São Paulo - uma caminhada com Vítor Hugo e Mozart
Por conta de um compromisso pessoal, precisei ir ao centro de SP ontem pela manhã. Ao caminhar por nossas ruas sujas e becos abandonados, notei a quantidade enorme de pedintes e maltrapilhos que se acumulam em cada reentrância dos encardidos edifícios de nossa cidade. Se estivessem a falar francês, diria que havia entrado no palco da peça Os Miseráveis de Vítor Hugo. E analogamente ao retratado tanto na peça quanto no livro homônimo, nossa sociedade vive o mesmo desperdício, a mesma perda irreparável de capital humano. Ao olhar nos olhos de cada um, fico a pensar se não estou olhando para um Mozart que jamais poderá ser, um Einstein que não teve chance, um Descartes que não vingou.
O problema da corrupção endêmica em que nosso país vive mergulhado, não é só que ela mata a geração atual, mas mata também o futuro, os sonhos e aspirações de uma nação que poderia ser grande, que poderia protagonizar, quando se contenta apenas a ficar nos bastidores, talvez baixando ou subindo as cortinas para outros atuarem. Estou certo de que em cada recôndito deste país, há obras-primas que jamais ouviremos, há descobertas que demorarão ainda mais por serem reveladas, avanços tecnológicos que serão em muito postergados. Alguém haverá de dizer que estou sendo fatalista e que acredito em predisposição genética para a genialidade. Na realidade não acredito exatamente assim. Creio mais em oportunidades nutridas por um ambiente que, se não é exatamente igualitário, que possua um mínimo de condições de educação, estrutura familiar, e que fomente a exuberância cultural e intelectual. Certamente seria o mínimo para despertar o melhor de nossa Humanidade. Nisso me apoio em Edward Wilson quando analisava a relação entre genes e cultura:
“Não existe um gene para tocar bem piano, ou mesmo algum tipo de gene “Rubinstein” para toca-lo extremamente bem. O que há, em vez disso, é uma ampla conjunção de genes cujos efeitos favorecem a destreza manual, criatividade, expressão emotiva, foco, espectro de atenção e controle de tom, ritmo e timbre [...] Essa conjunção também torna a criança bem-dotada propensa a tirar proveito da oportunidade certa na hora certa. Ela tenta um instrumento musical, provavelmente dado a ela por seus pais musicalmente talentosos, recebe deles o estimulo de um elogio merecido, repete o feito, é outra vez estimulada, e logo abraça aquilo que se tornará a preocupação central de sua vida.”. Daí nasce um novo Mozart, ou a contextualizar em ‘terras brasilis’, um Heitor Villa-Lobos. Mesmo sem estas condições, vez ou outra temos lampejos aqui ou acolá de genialidade como o caso recente da garoto paulista que venceu as Olimpíadas de Matemática. Mas estes acabam por ser exceção mui rara, uma conjunção fortuita em meio ao caos.
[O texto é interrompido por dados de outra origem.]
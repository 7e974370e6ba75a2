//! Byte layout of the packed output record each probe emits.
//!
//! The generated C declares `struct <probe>_output { ... } __attribute__((packed))`, so the
//! offsets here are a running sum of field sizes with no padding. The decoder reads events with
//! the same table, which keeps the two sides in lockstep.

use plain::Plain;

use crate::spec::{ArgKind, ArgSpec, ProbeSpec};

pub const COMM_LEN: usize = 16;

/// Common metadata at the start of every record.
#[repr(C)]
#[derive(Debug, Default, Clone, Copy)]
pub struct EventHeader {
    pub comm: [u8; COMM_LEN],
    pub pid: u32,
    pub tid: u32,
    pub ns: u64,
}

unsafe impl Plain for EventHeader {}

pub const HEADER_SIZE: usize = std::mem::size_of::<EventHeader>();

#[derive(Debug, Clone, Copy, PartialEq, Eq)]
pub enum FieldKind {
    I8,
    I32,
    I64,
    U64,
    Pointer,
    Bytes(usize),
    /// Long-string byte count or failure sentinel.
    ChunkLen,
    /// Long-string start chunk.
    ChunkIndex,
}

impl FieldKind {
    pub fn size(&self) -> usize {
        match self {
            FieldKind::I8 => 1,
            FieldKind::I32 | FieldKind::ChunkLen | FieldKind::ChunkIndex => 4,
            FieldKind::I64 | FieldKind::U64 | FieldKind::Pointer => 8,
            FieldKind::Bytes(n) => *n,
        }
    }

    /// C declaration of a record member of this kind.
    pub fn c_decl(&self, name: &str) -> String {
        match self {
            FieldKind::I8 => format!("__s8 {name}"),
            FieldKind::I32 | FieldKind::ChunkLen => format!("__s32 {name}"),
            FieldKind::I64 => format!("__s64 {name}"),
            FieldKind::U64 | FieldKind::Pointer => format!("__u64 {name}"),
            FieldKind::ChunkIndex => format!("__u32 {name}"),
            FieldKind::Bytes(n) => format!("char {name}[{n}]"),
        }
    }

    fn for_scalar(kind: &ArgKind) -> Option<FieldKind> {
        match kind {
            ArgKind::Int => Some(FieldKind::I32),
            ArgKind::Long => Some(FieldKind::I64),
            ArgKind::ULong => Some(FieldKind::U64),
            ArgKind::Char => Some(FieldKind::I8),
            ArgKind::Pointer => Some(FieldKind::Pointer),
            ArgKind::Str { len } => Some(FieldKind::Bytes(*len as usize)),
            ArgKind::LongStr { .. } | ArgKind::Struct { .. } => None,
        }
    }
}

#[derive(Debug, Clone, PartialEq, Eq)]
pub struct FieldLayout {
    pub name: String,
    pub offset: usize,
    pub kind: FieldKind,
}

#[derive(Debug, Clone, PartialEq, Eq)]
pub struct OutputLayout {
    fields: Vec<FieldLayout>,
    size: usize,
}

impl OutputLayout {
    pub fn for_probe(spec: &ProbeSpec) -> Self {
        let mut layout = OutputLayout {
            fields: Vec::new(),
            size: HEADER_SIZE,
        };
        for arg in spec.args() {
            layout.add_arg(arg);
        }
        layout
    }

    fn push(&mut self, name: String, kind: FieldKind) {
        self.fields.push(FieldLayout {
            name,
            offset: self.size,
            kind,
        });
        self.size += kind.size();
    }

    fn add_arg(&mut self, arg: &ArgSpec) {
        match arg.kind() {
            ArgKind::Struct { fields } => {
                for field in fields {
                    self.add_arg(field);
                }
            }
            ArgKind::LongStr { .. } => {
                self.push(format!("{}_sz", arg.field_name()), FieldKind::ChunkLen);
                self.push(format!("{}_idx", arg.field_name()), FieldKind::ChunkIndex);
            }
            kind => {
                if let Some(field) = FieldKind::for_scalar(kind) {
                    self.push(arg.field_name().to_string(), field);
                }
            }
        }
    }

    /// Argument fields, in record order. The header is not included.
    pub fn fields(&self) -> &[FieldLayout] {
        &self.fields
    }

    pub fn field(&self, name: &str) -> Option<&FieldLayout> {
        self.fields.iter().find(|f| f.name == name)
    }

    /// Total record size including the header.
    pub fn size(&self) -> usize {
        self.size
    }
}

/// C type used for an argument inside a mirror of the target's structure.
pub(crate) fn mirror_c_type(kind: &ArgKind) -> &'static str {
    match kind {
        ArgKind::Int => "int",
        ArgKind::Long => "long long",
        ArgKind::ULong => "unsigned long long",
        ArgKind::Char => "char",
        ArgKind::Pointer => "__u64",
        ArgKind::Str { .. } => "char",
        ArgKind::LongStr { .. } | ArgKind::Struct { .. } => "",
    }
}
//! User side of the long-string protocol: sentinels, chunk sources and reassembly.

use std::fmt;

use serde::Serialize;

pub const ERR_BAD_CHUNK_IDX: i32 = -1;
pub const ERR_BAD_PROBE_READ: i32 = -2;
pub const ERR_LENGTH: i32 = -3;

/// Why a long-string payload did not make it across.
#[derive(Debug, Clone, Copy, PartialEq, Eq, Hash, Serialize)]
pub enum TransferError {
    BadChunkIndex,
    BadProbeRead,
    LengthMismatch,
    Unknown(i32),
}

impl TransferError {
    /// Map a negative byte count to its failure, `None` for valid lengths.
    pub fn from_sentinel(value: i32) -> Option<Self> {
        match value {
            v if v >= 0 => None,
            ERR_BAD_CHUNK_IDX => Some(TransferError::BadChunkIndex),
            ERR_BAD_PROBE_READ => Some(TransferError::BadProbeRead),
            ERR_LENGTH => Some(TransferError::LengthMismatch),
            v => Some(TransferError::Unknown(v)),
        }
    }

    pub fn sentinel(&self) -> i32 {
        match self {
            TransferError::BadChunkIndex => ERR_BAD_CHUNK_IDX,
            TransferError::BadProbeRead => ERR_BAD_PROBE_READ,
            TransferError::LengthMismatch => ERR_LENGTH,
            TransferError::Unknown(v) => *v,
        }
    }

    /// Short name used as the key of the error counters.
    pub fn kind(&self) -> &'static str {
        match self {
            TransferError::BadChunkIndex => "BAD_CHUNK_IDX",
            TransferError::BadProbeRead => "BAD_PROBE_READ",
            TransferError::LengthMismatch => "LENGTH_FAULT",
            TransferError::Unknown(_) => "UNKNOWN_TRANSFER_ERROR",
        }
    }
}

impl fmt::Display for TransferError {
    fn fmt(&self, f: &mut fmt::Formatter<'_>) -> fmt::Result {
        write!(f, "{} ({})", self.kind(), self.sentinel())
    }
}

/// Read access to a chunk store.
pub trait ChunkSource {
    /// Contents of chunk `index`, `None` if the store has no such chunk.
    fn read_chunk(&self, index: u32) -> Option<Vec<u8>>;
}

#[derive(Debug, Clone, Copy, PartialEq, Eq)]
pub struct ChunkGeometry {
    pub size: u32,
    pub count: u32,
}

impl ChunkGeometry {
    pub fn chunks_needed(&self, len: usize) -> usize {
        if self.size == 0 {
            return 0;
        }
        len.div_ceil(self.size as usize)
    }
}

/// Walk `ceil(len / size)` chunks starting at `start`, wrapping around the ring, and return
/// the first `len` bytes.
pub fn reassemble(
    source: &dyn ChunkSource,
    geometry: ChunkGeometry,
    start: u32,
    len: usize,
) -> Result<Vec<u8>, TransferError> {
    if geometry.count == 0 || start >= geometry.count {
        return Err(TransferError::BadChunkIndex);
    }
    let needed = geometry.chunks_needed(len);
    if needed > geometry.count as usize {
        return Err(TransferError::LengthMismatch);
    }

    let mut payload = Vec::with_capacity(len);
    for i in 0..needed as u32 {
        let index = (start + i) % geometry.count;
        let chunk = source
            .read_chunk(index)
            .ok_or(TransferError::BadChunkIndex)?;
        let want = (len - payload.len()).min(geometry.size as usize);
        if chunk.len() < want {
            return Err(TransferError::LengthMismatch);
        }
        payload.extend_from_slice(&chunk[..want]);
    }
    Ok(payload)
}

/// In-memory model of the kernel chunk ring, following the same reservation and copy rules as
/// the generated routine. Used to drive the decode path without a kernel.
#[derive(Debug)]
pub struct ChunkRing {
    geometry: ChunkGeometry,
    chunks: Vec<Vec<u8>>,
    next: u32,
}

impl ChunkRing {
    pub fn new(geometry: ChunkGeometry) -> Self {
        ChunkRing {
            geometry,
            chunks: vec![Vec::new(); geometry.count as usize],
            next: 0,
        }
    }

    pub fn geometry(&self) -> ChunkGeometry {
        self.geometry
    }

    /// Copy `payload` into the ring, returning `(byte count or sentinel, start chunk)`.
    pub fn write(&mut self, payload: &[u8]) -> (i32, u32) {
        let Ok(len) = i32::try_from(payload.len()) else {
            return (ERR_LENGTH, 0);
        };
        let needed = self.geometry.chunks_needed(payload.len());
        if needed > self.geometry.count as usize {
            return (ERR_LENGTH, 0);
        }
        let first = self.next % self.geometry.count;
        self.next = self.next.wrapping_add(needed as u32);

        let size = self.geometry.size as usize;
        for (i, piece) in payload.chunks(size).enumerate() {
            let index = (first as usize + i) % self.geometry.count as usize;
            let chunk = &mut self.chunks[index];
            chunk.resize(size, 0);
            chunk[..piece.len()].copy_from_slice(piece);
        }
        (len, first)
    }
}

impl ChunkSource for ChunkRing {
    fn read_chunk(&self, index: u32) -> Option<Vec<u8>> {
        let chunk = self.chunks.get(index as usize)?;
        if chunk.is_empty() {
            // Never written, the kernel array would hand back zeroes.
            return Some(vec![0; self.geometry.size as usize]);
        }
        Some(chunk.clone())
    }
}

#[cfg(test)]
mod tests {
    use super::*;
    use rand::rngs::StdRng;
    use rand::{Rng, SeedableRng};
    use std::cell::Cell;

    struct CountingSource<'a> {
        ring: &'a ChunkRing,
        reads: Cell<usize>,
    }

    impl ChunkSource for CountingSource<'_> {
        fn read_chunk(&self, index: u32) -> Option<Vec<u8>> {
            self.reads.set(self.reads.get() + 1);
            self.ring.read_chunk(index)
        }
    }

    #[test]
    fn test_sentinels() {
        assert_eq!(TransferError::from_sentinel(0), None);
        assert_eq!(TransferError::from_sentinel(17), None);
        assert_eq!(
            TransferError::from_sentinel(-1),
            Some(TransferError::BadChunkIndex)
        );
        assert_eq!(
            TransferError::from_sentinel(-2),
            Some(TransferError::BadProbeRead)
        );
        assert_eq!(
            TransferError::from_sentinel(-3),
            Some(TransferError::LengthMismatch)
        );
        assert_eq!(
            TransferError::from_sentinel(-9),
            Some(TransferError::Unknown(-9))
        );
        assert_eq!(TransferError::BadProbeRead.sentinel(), -2);
    }

    #[test]
    fn test_five_megabyte_payload() {
        let geometry = ChunkGeometry {
            size: 1_048_576,
            count: 64,
        };
        let mut ring = ChunkRing::new(geometry);
        let payload: Vec<u8> = (0..5_000_000u32).map(|i| (i % 251) as u8).collect();
        let (len, start) = ring.write(&payload);
        assert_eq!(len, 5_000_000);
        assert_eq!(start, 0);

        let source = CountingSource {
            ring: &ring,
            reads: Cell::new(0),
        };
        let out = reassemble(&source, geometry, start, len as usize).unwrap();
        assert_eq!(source.reads.get(), 5);
        assert_eq!(out.len(), 5_000_000);
        assert!(out == payload);
    }

    #[test]
    fn test_round_trip_with_wraparound() {
        let geometry = ChunkGeometry { size: 16, count: 8 };
        let mut ring = ChunkRing::new(geometry);
        let mut rng = StdRng::seed_from_u64(7);
        for _ in 0..200 {
            let len = rng.random_range(0..=(16 * 8));
            let payload: Vec<u8> = (0..len).map(|_| rng.random()).collect();
            let (sz, start) = ring.write(&payload);
            assert_eq!(sz as usize, len);
            let out = reassemble(&ring, geometry, start, sz as usize).unwrap();
            assert_eq!(out, payload);
        }
    }

    #[test]
    fn test_oversized_payload() {
        let geometry = ChunkGeometry { size: 4, count: 2 };
        let mut ring = ChunkRing::new(geometry);
        assert_eq!(ring.write(&[0u8; 9]).0, ERR_LENGTH);
        assert_eq!(
            reassemble(&ring, geometry, 0, 9),
            Err(TransferError::LengthMismatch)
        );
    }

    #[test]
    fn test_bad_start() {
        let geometry = ChunkGeometry { size: 4, count: 2 };
        let ring = ChunkRing::new(geometry);
        assert_eq!(
            reassemble(&ring, geometry, 2, 1),
            Err(TransferError::BadChunkIndex)
        );
    }

    #[test]
    fn test_empty_payload() {
        let geometry = ChunkGeometry { size: 4, count: 2 };
        let mut ring = ChunkRing::new(geometry);
        let (sz, start) = ring.write(&[]);
        assert_eq!(sz, 0);
        assert_eq!(reassemble(&ring, geometry, start, 0).unwrap(), Vec::<u8>::new());
    }
}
Estou certo que como nação poderíamos ser muito mais exuberantes intelectualmente, contribuindo muito mais para a Humanidade. Mas para isso acontecer, precisamos caminhar muito. Temos nossa própria “Revolução Francesa” adiante, porém não para depor uma monarquia absolutista, mas uma corrupção que reina incólume nas entranhas de nossa sociedade, com mãos de ferro e dentes de aço, a mastigar e dilacerar gerações.
Terminado meu compromisso, retornei à minha labuta diária, mas não sem um lamento silencioso por minha cidade, minha pátria, pelas perdas que sequer saberemos ou recuperaremos. Que venham dias melhores.